_WORK TO COMPLETE_. Your task is to output every record exactly as it is given.

[[ INPUT DATA, beginning ]]

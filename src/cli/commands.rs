use std::env;
use std::io;
use std::sync::Arc;

use anyhow::Result;
use clap::Parser;
use tracing_subscriber::EnvFilter;

use crate::client::{GeminiBackend, SearchClient};
use crate::config::AppConfig;
use crate::i18n::Language;
use crate::session::SearchSession;
use crate::tui;

#[derive(Parser)]
#[command(name = "memoria-explorer")]
#[command(version = "0.1.0")]
#[command(about = "Search Spanish historical memory archives", long_about = None)]
pub struct Cli {
    /// Interface and response language: "es" or "en". Defaults to $LANG,
    /// then Spanish.
    #[arg(long)]
    pub language: Option<String>,
}

pub fn run() -> Result<()> {
    let cli = Cli::parse();
    init_tracing();

    let language = resolve_language(cli.language.as_deref());
    let config = AppConfig::from_env(language)?;

    let backend = GeminiBackend::new(config)?;
    let client = SearchClient::new(Arc::new(backend));
    let session = SearchSession::new(client, language);

    tui::run_interactive(session)
}

/// Log to stderr, filtered by RUST_LOG. Silent by default so log lines
/// never bleed into the TUI.
fn init_tracing() {
    tracing_subscriber::fmt()
        .with_env_filter(EnvFilter::from_default_env())
        .with_writer(io::stderr)
        .init();
}

fn resolve_language(flag: Option<&str>) -> Language {
    flag.and_then(Language::parse)
        .or_else(|| env::var("LANG").ok().as_deref().and_then(Language::parse))
        .unwrap_or(Language::Spanish)
}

[[ INPUT DATA, end ]]

_RESULT FOR THIS TASK_.
filename src/cli/commands.rs
use std::env;
use std::io;
use std::sync::Arc;

use anyhow::Result;
use clap::Parser;
use tracing_subscriber::EnvFilter;

use crate::client::{GeminiBackend, SearchClient};
use crate::config::AppConfig;
use crate::i18n::Language;
use crate::session::SearchSession;
use crate::tui;

#[derive(Parser)]
#[command(name = "memoria-explorer")]
#[command(version = "0.1.0")]
#[command(about = "Search Spanish historical memory archives", long_about = None)]
pub struct Cli {
    /// Interface and response language: "es" or "en". Defaults to $LANG,
    /// then Spanish.
    #[arg(long)]
    pub language: Option<String>,
}

pub fn run() -> Result<()> {
    let cli = Cli::parse();
    init_tracing();

    let language = resolve_language(cli.language.as_deref());
    let config = AppConfig::from_env(language)?;

    let backend = GeminiBackend::new(config)?;
    let client = SearchClient::new(Arc::new(backend));
    let session = SearchSession::new(client, language);

    tui::run_interactive(session)
}

/// Log to stderr, filtered by RUST_LOG. Silent by default so log lines
/// never bleed into the TUI.
fn init_tracing() {
    tracing_subscriber::fmt()
        .with_env_filter(EnvFilter::from_default_env())
        .with_writer(io::stderr)
        .init();
}

fn resolve_language(flag: Option<&str>) -> Language {
    flag.and_then(Language::parse)
        .or_else(|| env::var("LANG").ok().as_deref().and_then(Language::parse))
        .unwrap_or(Language::Spanish)
}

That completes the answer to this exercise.